At the 2000 SAE Truck & Bus meeting in Portland, Ore., Larry Strawhorn, engineering vice president of the American Trucking Associations, Alexandria, Va. (ATA), revisited a perennial subject in an oral presentation, “The Mystery of Aftermarket Brake Lining Selection.”
The theme was simple: It’s still almost impossible to shop for brake lining that’s compatible with original equipment in the aftermarket. The lining an OEM used may not even be available, meaning that “fleet maintenance people may have to guess” what lining to use to do a good brake job. It irks Strawhorn that this kind of inconsistency no longer exists when shopping for relay valves, yet continues with linings.
Why does lining compatibility matter? “Brake balance is a factor in every single stop. Replacement linings can change the balance,” is Strawhorn’s answer. And he worries that, if a brake system is out of balance because of the use of different linings at different wheel positions, electronic controls like antilock (ABS) and electronic braking, or brake-by-wire (EBS), will mask the symptoms of uneven brake force, and the driver won’t even know there’s a problem until he really needs full braking force. “Lining output is important,” he says. “Fleets need such ratings.”
What Strawhorn is saying makes a lot of sense. Think of it this way. ABS, if it’s working right, will keep all the wheels rolling fast enough to allow the tread to create lots of side force, thereby keeping the tractor and trailer in lane. But, how does it do this? By cycling the brakes. But air is highly compressible, not to mention other response-time-lengthening factors, such as the inertia and friction of a diaphragm, slack adjuster, S-cam, and all the hardware inside the wheel.
So, cycling the brakes takes time, and each cycle results in a slight reduction in stopping power.
This means an increase in stopping distance as compared with a stop made with a well-balanced system and a highly skilled driver, where every wheel is constantly right near its adhesion limit.
Other friction-incompatibility issues include: excess wear to the ABS and brake actuation components; uneven brake torque, which makes some brakes work too hard and overheat or fail early; and the whole question of what happens if the ABS system, or even a single component, malfunctions.
Still another concern of Strawhorn’s is the probability that a truck with substandard linings might fail a roadside brake-torque effectiveness test, even though it’s just had a brake job.

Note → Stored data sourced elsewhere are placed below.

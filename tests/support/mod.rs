// SPDX-License-Identifier: MIT OR Apache-2.0
//! Shared fake transport for the end-to-end suites.
// Not every suite uses every helper.
#![allow(dead_code)]

use async_trait::async_trait;
use serde_json::{Value, json};
use shelly_connect::prelude::*;
use std::collections::HashMap;
use std::sync::{Arc, Mutex};

/// Install a test subscriber once so `RUST_LOG=shelly=debug` works under
/// `cargo test -- --nocapture`.
pub fn init_tracing() {
    let _ = tracing_subscriber::fmt()
        .with_env_filter(tracing_subscriber::EnvFilter::from_default_env())
        .with_test_writer()
        .try_init();
}

/// In-memory transport: canned responses keyed by method/path, full call
/// recording, optional per-method failures.
#[derive(Default)]
pub struct FakeTransport {
    responses: HashMap<String, Value>,
    calls: Mutex<Vec<(String, Option<Value>)>>,
}

impl FakeTransport {
    pub fn new() -> Self {
        Self::default()
    }

    /// Canned raw response for a REST path.
    pub fn respond_raw(mut self, path: &str, body: Value) -> Self {
        self.responses.insert(path.to_string(), body);
        self
    }

    /// Canned RPC result for a method (wrapped in a JSON-RPC envelope).
    pub fn respond_rpc(mut self, method: &str, result: Value) -> Self {
        self.responses.insert(
            method.to_string(),
            json!({"jsonrpc": "2.0", "id": 1, "result": result}),
        );
        self
    }

    pub fn into_arc(self) -> Arc<Self> {
        Arc::new(self)
    }

    pub fn calls(&self) -> Vec<(String, Option<Value>)> {
        self.calls.lock().unwrap().clone()
    }

    pub fn methods(&self) -> Vec<String> {
        self.calls().into_iter().map(|(m, _)| m).collect()
    }
}

#[async_trait]
impl Transport for FakeTransport {
    async fn call(
        &self,
        _ctx: &CancellationToken,
        method: &str,
        params: Option<Value>,
    ) -> Result<Vec<u8>, Error> {
        self.calls
            .lock()
            .unwrap()
            .push((method.to_string(), params));
        let body = self.responses.get(method).cloned().unwrap_or_else(|| {
            json!({"jsonrpc": "2.0", "id": 1, "result": {}})
        });
        Ok(body.to_string().into_bytes())
    }

    async fn close(&self) {}

    fn is_closed(&self) -> bool {
        false
    }
}

pub fn gen1_device(id: &str, model: &str, transport: Arc<FakeTransport>) -> Device {
    Device::new(
        DeviceInfo::new(id, model, Generation::Gen1, "20230913-114008"),
        transport,
    )
}

pub fn gen2_device(id: &str, model: &str, transport: Arc<FakeTransport>) -> Device {
    Device::new(DeviceInfo::new(id, model, Generation::Gen2, "1.0.8"), transport)
}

He points out that, in spite of substantial effort, there still isn’t a foolproof test of lining characteristics, let alone a consistent system of markings. Many linings fail to meet standards, with some 51% regarded as unacceptable-32% of them due to low brake torque (some others offer too much torque). The range of torque output, says Strawhorn, may be as great as 22%. Imagine trying to stop a truck when one wheel is getting 7,667 lb-ft of torque and another only 5,972!

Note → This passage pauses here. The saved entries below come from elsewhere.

#![doc = include_str!("../README.md")]
#![deny(unsafe_code)]
#![warn(missing_docs)]

use serde::{Deserialize, Serialize};
use std::collections::BTreeMap;
use std::fmt;

// ---------------------------------------------------------------------------
// ErrorCategory
// ---------------------------------------------------------------------------

/// Broad family that an [`ErrorKind`] belongs to.
#[derive(Debug, Clone, Copy, PartialEq, Eq, Hash, Serialize, Deserialize)]
#[serde(rename_all = "snake_case")]
pub enum ErrorCategory {
    /// Caller-supplied data was rejected before any I/O happened.
    Input,
    /// Authentication / authorization failures.
    Auth,
    /// Failures of the byte carrier itself.
    Transport,
    /// The carrier worked but the peer answered outside the contract.
    Protocol,
    /// Device-level failures (unreachable, incompatible, unknown).
    Device,
    /// Encryption / decryption failures on backup envelopes.
    Crypto,
    /// Operation-lifecycle failures (cancellation, re-entrancy guards).
    Lifecycle,
}

impl fmt::Display for ErrorCategory {
    fn fmt(&self, f: &mut fmt::Formatter<'_>) -> fmt::Result {
        let s = match self {
            Self::Input => "input",
            Self::Auth => "auth",
            Self::Transport => "transport",
            Self::Protocol => "protocol",
            Self::Device => "device",
            Self::Crypto => "crypto",
            Self::Lifecycle => "lifecycle",
        };
        f.write_str(s)
    }
}

// ---------------------------------------------------------------------------
// ErrorKind
// ---------------------------------------------------------------------------

/// Machine-readable, stable error kind.
///
/// Each variant serialises to a `SCREAMING_SNAKE_CASE` string that is
/// guaranteed not to change across patch releases.
#[derive(Debug, Clone, Copy, PartialEq, Eq, Hash, Serialize, Deserialize)]
#[serde(rename_all = "SCREAMING_SNAKE_CASE")]
pub enum ErrorKind {
    // -- Input --
    /// An argument value is invalid (bad index, unknown component kind, ...).
    InvalidArgument,
    /// The JWT could not be parsed or is structurally invalid.
    InvalidToken,
    /// The backup envelope could not be parsed or is structurally invalid.
    InvalidBackup,
    /// The backup envelope version is newer than this library supports.
    VersionMismatch,

    // -- Auth --
    /// Credentials were rejected by the peer (HTTP 401 after auth).
    Unauthorized,
    /// The authentication exchange itself failed (bad digest, bad login).
    AuthFailed,
    /// The device requires authentication but none was configured.
    AuthRequired,
    /// The token's `exp` claim is in the past.
    TokenExpired,
    /// The token has no `user_api_url` claim to route cloud calls with.
    NoUserEndpoint,

    // -- Transport --
    /// The request did not complete within the configured timeout.
    Timeout,
    /// The transport has been closed; no further calls are possible.
    Closed,
    /// A network-level failure (DNS, connect, reset, TLS).
    NetworkError,
    /// The peer rejected the request because of rate limiting (HTTP 429).
    RateLimited,
    /// The peer reported a server-side failure (HTTP 5xx).
    ServerError,

    // -- Protocol --
    /// The device returned a JSON-RPC error object.
    RpcError,
    /// An HTTP status outside the classified set was received.
    UnexpectedStatus,

    // -- Device --
    /// No device with the given id is known.
    DeviceNotFound,
    /// The device is known but currently unreachable.
    DeviceOffline,
    /// Source and target devices are not compatible for migration.
    IncompatibleDevices,
    /// The operation is not defined for the device's generation.
    UnsupportedGeneration,

    // -- Crypto --
    /// Encrypting a backup envelope failed.
    EncryptionFailed,
    /// Decrypting a backup envelope failed (wrong password, truncated data).
    DecryptionFailed,

    // -- Lifecycle --
    /// A migration is already in progress on this migrator.
    MigrationInProgress,
    /// The operation was cancelled via its cancellation token.
    Cancelled,
}

impl ErrorKind {
    /// Returns the broad [`ErrorCategory`] this kind belongs to.
    #[must_use]
    pub fn category(&self) -> ErrorCategory {
        match self {
            Self::InvalidArgument
            | Self::InvalidToken
            | Self::InvalidBackup
            | Self::VersionMismatch => ErrorCategory::Input,

            Self::Unauthorized
            | Self::AuthFailed
            | Self::AuthRequired
            | Self::TokenExpired
            | Self::NoUserEndpoint => ErrorCategory::Auth,

            Self::Timeout
            | Self::Closed
            | Self::NetworkError
            | Self::RateLimited
            | Self::ServerError => ErrorCategory::Transport,

            Self::RpcError | Self::UnexpectedStatus => ErrorCategory::Protocol,

            Self::DeviceNotFound
            | Self::DeviceOffline
            | Self::IncompatibleDevices
            | Self::UnsupportedGeneration => ErrorCategory::Device,

            Self::EncryptionFailed | Self::DecryptionFailed => ErrorCategory::Crypto,

            Self::MigrationInProgress | Self::Cancelled => ErrorCategory::Lifecycle,
        }
    }

    /// Stable `&'static str` representation of the kind (e.g.
    /// `"RATE_LIMITED"`).
    #[must_use]
    pub fn as_str(&self) -> &'static str {
        match self {
            Self::InvalidArgument => "INVALID_ARGUMENT",
            Self::InvalidToken => "INVALID_TOKEN",
            Self::InvalidBackup => "INVALID_BACKUP",
            Self::VersionMismatch => "VERSION_MISMATCH",
            Self::Unauthorized => "UNAUTHORIZED",
            Self::AuthFailed => "AUTH_FAILED",
            Self::AuthRequired => "AUTH_REQUIRED",
            Self::TokenExpired => "TOKEN_EXPIRED",
            Self::NoUserEndpoint => "NO_USER_ENDPOINT",
            Self::Timeout => "TIMEOUT",
            Self::Closed => "CLOSED",
            Self::NetworkError => "NETWORK_ERROR",
            Self::RateLimited => "RATE_LIMITED",
            Self::ServerError => "SERVER_ERROR",
            Self::RpcError => "RPC_ERROR",
            Self::UnexpectedStatus => "UNEXPECTED_STATUS",
            Self::DeviceNotFound => "DEVICE_NOT_FOUND",
            Self::DeviceOffline => "DEVICE_OFFLINE",
            Self::IncompatibleDevices => "INCOMPATIBLE_DEVICES",
            Self::UnsupportedGeneration => "UNSUPPORTED_GENERATION",
            Self::EncryptionFailed => "ENCRYPTION_FAILED",
            Self::DecryptionFailed => "DECRYPTION_FAILED",
            Self::MigrationInProgress => "MIGRATION_IN_PROGRESS",
            Self::Cancelled => "CANCELLED",
        }
    }
}

impl fmt::Display for ErrorKind {
    fn fmt(&self, f: &mut fmt::Formatter<'_>) -> fmt::Result {
        f.write_str(self.as_str())
    }
}

// ---------------------------------------------------------------------------
// Error
// ---------------------------------------------------------------------------

/// Unified Shelly Connect error.
///
/// Carries a stable [`ErrorKind`], a human-readable message, an optional
/// source error for cause-chaining, and arbitrary structured context.
///
/// # Builder usage
///
/// ```
/// use shc_error::{Error, ErrorKind};
///
/// let err = Error::new(ErrorKind::Timeout, "no response within 30 s")
///     .with_context("device", "shellyplus1-a8032ab12345")
///     .with_context("timeout_ms", 30_000);
/// ```
pub struct Error {
    /// Machine-readable error kind.
    pub kind: ErrorKind,
    /// Human-readable description.
    pub message: String,
    /// Optional underlying cause.
    pub source: Option<Box<dyn std::error::Error + Send + Sync>>,
    /// Arbitrary structured context for diagnostics.
    pub context: BTreeMap<String, serde_json::Value>,
}

impl Error {
    /// Create a new error with the given kind and message.
    pub fn new(kind: ErrorKind, message: impl Into<String>) -> Self {
        Self {
            kind,
            message: message.into(),
            source: None,
            context: BTreeMap::new(),
        }
    }

    /// Shorthand for a [`ErrorKind::Cancelled`] error.
    #[must_use]
    pub fn cancelled() -> Self {
        Self::new(ErrorKind::Cancelled, "operation cancelled")
    }

    /// Attach a key-value pair to the diagnostic context.
    ///
    /// The value is converted via [`serde_json::to_value`]; if serialisation
    /// fails, the entry is silently skipped.
    #[must_use]
    pub fn with_context(mut self, key: impl Into<String>, value: impl Serialize) -> Self {
        if let Ok(v) = serde_json::to_value(value) {
            self.context.insert(key.into(), v);
        }
        self
    }

    /// Attach an underlying cause.
    #[must_use]
    pub fn with_source(mut self, source: impl std::error::Error + Send + Sync + 'static) -> Self {
        self.source = Some(Box::new(source));
        self
    }

    /// Shorthand for `self.kind.category()`.
    #[must_use]
    pub fn category(&self) -> ErrorCategory {
        self.kind.category()
    }

    /// Returns `true` if this error is a cancellation.
    #[must_use]
    pub fn is_cancelled(&self) -> bool {
        self.kind == ErrorKind::Cancelled
    }
}

impl fmt::Debug for Error {
    fn fmt(&self, f: &mut fmt::Formatter<'_>) -> fmt::Result {
        let mut d = f.debug_struct("Error");
        d.field("kind", &self.kind);
        d.field("message", &self.message);
        if let Some(ref src) = self.source {
            d.field("source", &src.to_string());
        }
        if !self.context.is_empty() {
            d.field("context", &self.context);
        }
        d.finish()
    }
}

impl fmt::Display for Error {
    fn fmt(&self, f: &mut fmt::Formatter<'_>) -> fmt::Result {
        write!(f, "[{}] {}", self.kind.as_str(), self.message)?;
        if !self.context.is_empty() {
            // Deterministic output thanks to BTreeMap.
            if let Ok(ctx) = serde_json::to_string(&self.context) {
                write!(f, " {ctx}")?;
            }
        }
        Ok(())
    }
}

impl std::error::Error for Error {
    fn source(&self) -> Option<&(dyn std::error::Error + 'static)> {
        self.source
            .as_ref()
            .map(|e| e.as_ref() as &(dyn std::error::Error + 'static))
    }
}

/// Convenience result alias used across the workspace.
pub type Result<T> = std::result::Result<T, Error>;

// ---------------------------------------------------------------------------
// Serialization support
// ---------------------------------------------------------------------------

/// Serialisable snapshot of an [`Error`] (without the opaque source).
#[derive(Debug, Clone, Serialize, Deserialize, PartialEq)]
pub struct ErrorDto {
    /// Error kind.
    pub kind: ErrorKind,
    /// Human-readable message.
    pub message: String,
    /// Structured context.
    pub context: BTreeMap<String, serde_json::Value>,
    /// String representation of the source error, if any.
    #[serde(skip_serializing_if = "Option::is_none")]
    pub source_message: Option<String>,
}

impl From<&Error> for ErrorDto {
    fn from(err: &Error) -> Self {
        Self {
            kind: err.kind,
            message: err.message.clone(),
            context: err.context.clone(),
            source_message: err.source.as_ref().map(|s| s.to_string()),
        }
    }
}

impl From<ErrorDto> for Error {
    fn from(dto: ErrorDto) -> Self {
        Self {
            kind: dto.kind,
            message: dto.message,
            source: None,
            context: dto.context,
        }
    }
}

// ---------------------------------------------------------------------------
// Tests
// ---------------------------------------------------------------------------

ATA petitioned the National Highway Traffic Safety Administration (NHTSA) to work out a consistent lining performance standard way back in 1987. Two divisions of ATA’s The Maintenance Council cooperated in developing the J-1802 standard, which came along in 1992, but Strawhorn says the measurements still are not consistent enough. So, you still can’t be sure whether or not a lining will actually keep your system in balance. He believes the resulting confusion takes pressure off the manufacturers to produce consistent performance.
In summing up this situation, Strawhorn asked, “Will we have advanced EBS, yet not be capable of replacing the linings we have on a vehicle with the right product?”